Problem to solve: Filter the records below for the word "LineDecoder". Copy each line that holds it.

::: Input for this task

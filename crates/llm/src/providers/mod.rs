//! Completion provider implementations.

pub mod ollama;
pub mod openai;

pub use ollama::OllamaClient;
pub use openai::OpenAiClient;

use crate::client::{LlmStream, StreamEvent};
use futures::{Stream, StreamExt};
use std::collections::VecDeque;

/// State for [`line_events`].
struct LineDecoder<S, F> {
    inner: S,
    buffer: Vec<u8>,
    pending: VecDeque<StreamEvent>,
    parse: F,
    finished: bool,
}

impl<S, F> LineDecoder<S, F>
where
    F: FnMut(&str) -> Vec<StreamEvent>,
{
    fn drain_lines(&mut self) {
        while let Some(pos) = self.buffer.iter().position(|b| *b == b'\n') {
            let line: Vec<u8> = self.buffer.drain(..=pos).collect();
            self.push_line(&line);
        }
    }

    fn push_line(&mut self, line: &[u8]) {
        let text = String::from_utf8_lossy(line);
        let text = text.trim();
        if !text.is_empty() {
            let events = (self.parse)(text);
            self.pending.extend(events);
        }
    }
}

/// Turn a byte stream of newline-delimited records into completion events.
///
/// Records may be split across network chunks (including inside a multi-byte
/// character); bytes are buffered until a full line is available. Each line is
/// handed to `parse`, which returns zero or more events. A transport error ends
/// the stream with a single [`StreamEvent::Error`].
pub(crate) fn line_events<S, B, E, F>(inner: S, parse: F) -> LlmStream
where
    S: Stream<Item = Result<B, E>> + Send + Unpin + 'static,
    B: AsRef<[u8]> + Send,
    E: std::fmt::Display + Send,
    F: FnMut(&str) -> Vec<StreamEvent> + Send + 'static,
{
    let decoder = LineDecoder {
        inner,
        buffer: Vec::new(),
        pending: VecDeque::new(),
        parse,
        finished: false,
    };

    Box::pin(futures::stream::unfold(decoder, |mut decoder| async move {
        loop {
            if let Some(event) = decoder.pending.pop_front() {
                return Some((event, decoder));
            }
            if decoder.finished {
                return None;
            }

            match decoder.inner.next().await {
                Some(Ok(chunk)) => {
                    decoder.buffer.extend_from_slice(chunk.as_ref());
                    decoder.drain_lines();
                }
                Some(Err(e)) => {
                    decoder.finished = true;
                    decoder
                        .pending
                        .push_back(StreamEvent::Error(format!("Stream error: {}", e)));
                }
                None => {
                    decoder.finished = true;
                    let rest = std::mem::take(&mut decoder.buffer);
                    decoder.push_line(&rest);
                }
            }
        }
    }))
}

::::::

Written response:
struct LineDecoder<S, F> {
impl<S, F> LineDecoder<S, F>
    let decoder = LineDecoder {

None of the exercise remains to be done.